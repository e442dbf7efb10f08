//! Ordered, growable list of form rows.
//!
//! A group always holds at least one row. Editing the trailing blank row
//! appends a fresh blank row, once per row; deleting rows keeps a blank row
//! available at the end.

use super::FormError;
use super::rows::{FieldError, FieldErrors, FormRow, ROW_ERROR, Validation};
use log::debug;

/// One row plus its form state
#[derive(Debug, Clone, PartialEq)]
pub struct Row<R> {
    pub value: R,
    dirty: bool,
    touched: bool,
    /// Armed one-shot watch: the first edit that leaves the row dirty appends a blank row
    watched: bool,
    errors: FieldErrors,
}

impl<R: FormRow> Row<R> {
    fn blank() -> Self {
        Self { value: R::default(), dirty: false, touched: false, watched: false, errors: FieldErrors::new() }
    }

    fn prefilled(value: R) -> Self {
        let mut row = Self { value, dirty: true, touched: false, watched: false, errors: FieldErrors::new() };
        // Errors only; a supplied row stays dirty even when blank
        row.value.validate(&mut row.errors);
        row
    }

    pub fn is_pristine(&self) -> bool {
        !self.dirty
    }

    pub fn is_touched(&self) -> bool {
        self.touched
    }

    pub fn is_watched(&self) -> bool {
        self.watched
    }

    pub fn errors(&self) -> &FieldErrors {
        &self.errors
    }

    pub fn error(&self, field: &str) -> Option<&FieldError> {
        self.errors.get(field)
    }

    pub fn is_valid(&self) -> bool {
        self.errors.is_empty()
    }

    fn run_validator(&mut self) {
        if self.value.validate(&mut self.errors) == Validation::Cleared {
            self.dirty = false;
            self.touched = false;
        }
    }

    fn reset(&mut self) {
        self.value = R::default();
        self.dirty = false;
        self.touched = false;
        self.errors.clear();
    }
}

/// Which row(s) to delete
#[derive(Debug, Clone, Copy, PartialEq, Eq)]
pub enum RowTarget {
    All,
    Index(usize),
}

/// What a deletion did
#[derive(Debug, Clone, Copy, PartialEq, Eq)]
pub enum DeleteOutcome {
    /// Every row was removed and one blank row put back
    Cleared,
    /// The row could not be removed and was blanked instead
    Reset { index: usize },
    /// The row was removed; `focus` is the row whose delete control gets focus
    Removed { focus: usize },
}

#[derive(Debug, Clone, PartialEq)]
pub struct RepeatingGroup<R> {
    rows: Vec<Row<R>>,
    disabled: bool,
}

impl<R: FormRow> Default for RepeatingGroup<R> {
    fn default() -> Self {
        Self::new()
    }
}

impl<R: FormRow> RepeatingGroup<R> {
    /// A group with one pristine, watched blank row
    pub fn new() -> Self {
        let mut group = Self { rows: Vec::new(), disabled: false };
        group.add_row(None);
        group
    }

    pub fn rows(&self) -> &[Row<R>] {
        &self.rows
    }

    pub fn row(&self, index: usize) -> Option<&Row<R>> {
        self.rows.get(index)
    }

    pub fn len(&self) -> usize {
        self.rows.len()
    }

    pub fn is_empty(&self) -> bool {
        self.rows.is_empty()
    }

    pub fn values(&self) -> impl Iterator<Item = &R> {
        self.rows.iter().map(|r| &r.value)
    }

    pub fn is_disabled(&self) -> bool {
        self.disabled
    }

    pub fn set_disabled(&mut self, disabled: bool) {
        self.disabled = disabled;
    }

    pub fn is_valid(&self) -> bool {
        self.rows.iter().all(Row::is_valid)
    }

    /// Append a row.
    ///
    /// Without a value a blank row is appended and watched. With a value the
    /// row is appended dirty and unwatched; after a batch the caller appends
    /// one blank row itself.
    pub fn add_row(&mut self, value: Option<R>) {
        match value {
            Some(value) => self.rows.push(Row::prefilled(value)),
            None => {
                self.rows.push(Row::blank());
                self.arm_last();
            }
        }
    }

    /// Change the value of a row as the user would.
    ///
    /// The row becomes dirty and touched, its errors are recomputed, and a
    /// watched row that is still dirty afterwards fires its watch once.
    pub fn edit_row<F: FnOnce(&mut R)>(&mut self, index: usize, edit: F) -> Result<(), FormError> {
        if self.disabled {
            return Err(FormError::Disabled);
        }
        let len = self.rows.len();
        let row = self.rows.get_mut(index).ok_or(FormError::RowOutOfRange { index, len })?;

        edit(&mut row.value);
        row.dirty = true;
        row.touched = true;
        row.errors.clear();
        row.run_validator();

        if row.watched && row.dirty {
            row.watched = false;
            debug!("row {} edited for the first time, appending a blank row", index);
            self.add_row(None);
        }

        Ok(())
    }

    /// Mark a row as visited without changing it
    pub fn touch_row(&mut self, index: usize) -> Result<(), FormError> {
        let len = self.rows.len();
        let row = self.rows.get_mut(index).ok_or(FormError::RowOutOfRange { index, len })?;
        row.touched = true;
        Ok(())
    }

    pub(crate) fn touch_all(&mut self) {
        for row in &mut self.rows {
            row.touched = true;
        }
    }

    /// Delete one row, or all of them.
    ///
    /// The only row, or a last row whose predecessor has been edited, is
    /// blanked instead of removed. Deleting all rows leaves one blank row.
    pub fn delete_row(&mut self, target: RowTarget) -> Result<DeleteOutcome, FormError> {
        if self.disabled {
            return Err(FormError::Disabled);
        }

        let outcome = match target {
            RowTarget::All => {
                self.clear();
                self.add_row(None);
                DeleteOutcome::Cleared
            }
            RowTarget::Index(index) => {
                let len = self.rows.len();
                if index >= len {
                    return Err(FormError::RowOutOfRange { index, len });
                }

                if len == 1 || (index == len - 1 && !self.rows[index - 1].is_pristine()) {
                    self.rows[index].reset();
                    DeleteOutcome::Reset { index }
                } else {
                    self.rows.remove(index);
                    let focus = if index < len - 1 { index } else { index - 1 };
                    DeleteOutcome::Removed { focus }
                }
            }
        };

        self.arm_last();
        Ok(outcome)
    }

    /// Replace every row with `values` followed by one blank row.
    ///
    /// Returns the number of rows loaded.
    pub fn replace_with(&mut self, values: Vec<R>) -> usize {
        self.clear();
        let count = values.len();
        for value in values {
            self.add_row(Some(value));
        }
        self.add_row(None);
        count
    }

    /// Attach an error to a field (or to the whole row with `ROW_ERROR`)
    pub fn set_error(&mut self, index: usize, field: Option<&str>, error: FieldError) -> Result<(), FormError> {
        let len = self.rows.len();
        let row = self.rows.get_mut(index).ok_or(FormError::RowOutOfRange { index, len })?;
        let key = match field {
            None => ROW_ERROR,
            Some(name) => R::field_name(name).ok_or_else(|| FormError::UnknownField(name.to_string()))?,
        };
        row.errors.insert(key, error);
        Ok(())
    }

    /// Remove all rows from the end backwards
    fn clear(&mut self) {
        while self.rows.pop().is_some() {}
    }

    /// Watch the last row if it is pristine and not yet watched
    fn arm_last(&mut self) {
        if let Some(last) = self.rows.last_mut()
            && last.is_pristine()
            && !last.watched
        {
            last.watched = true;
        }
    }
}

#[cfg(test)]
#[path = "group_test.rs"]
mod group_test;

^^^^^^^^^^^^^^^^

Task to complete
Starting at the line with "pub fn len(&self)" and ending at the line with "the caller appends", print each line of the listing above exactly, with no other lines.

Solution below
    pub fn len(&self) -> usize {
        self.rows.len()
    }

    pub fn is_empty(&self) -> bool {
        self.rows.is_empty()
    }

    pub fn values(&self) -> impl Iterator<Item = &R> {
        self.rows.iter().map(|r| &r.value)
    }

    pub fn is_disabled(&self) -> bool {
        self.disabled
    }

    pub fn set_disabled(&mut self, disabled: bool) {
        self.disabled = disabled;
    }

    pub fn is_valid(&self) -> bool {
        self.rows.iter().all(Row::is_valid)
    }

    /// Append a row.
    ///
    /// Without a value a blank row is appended and watched. With a value the
    /// row is appended dirty and unwatched; after a batch the caller appends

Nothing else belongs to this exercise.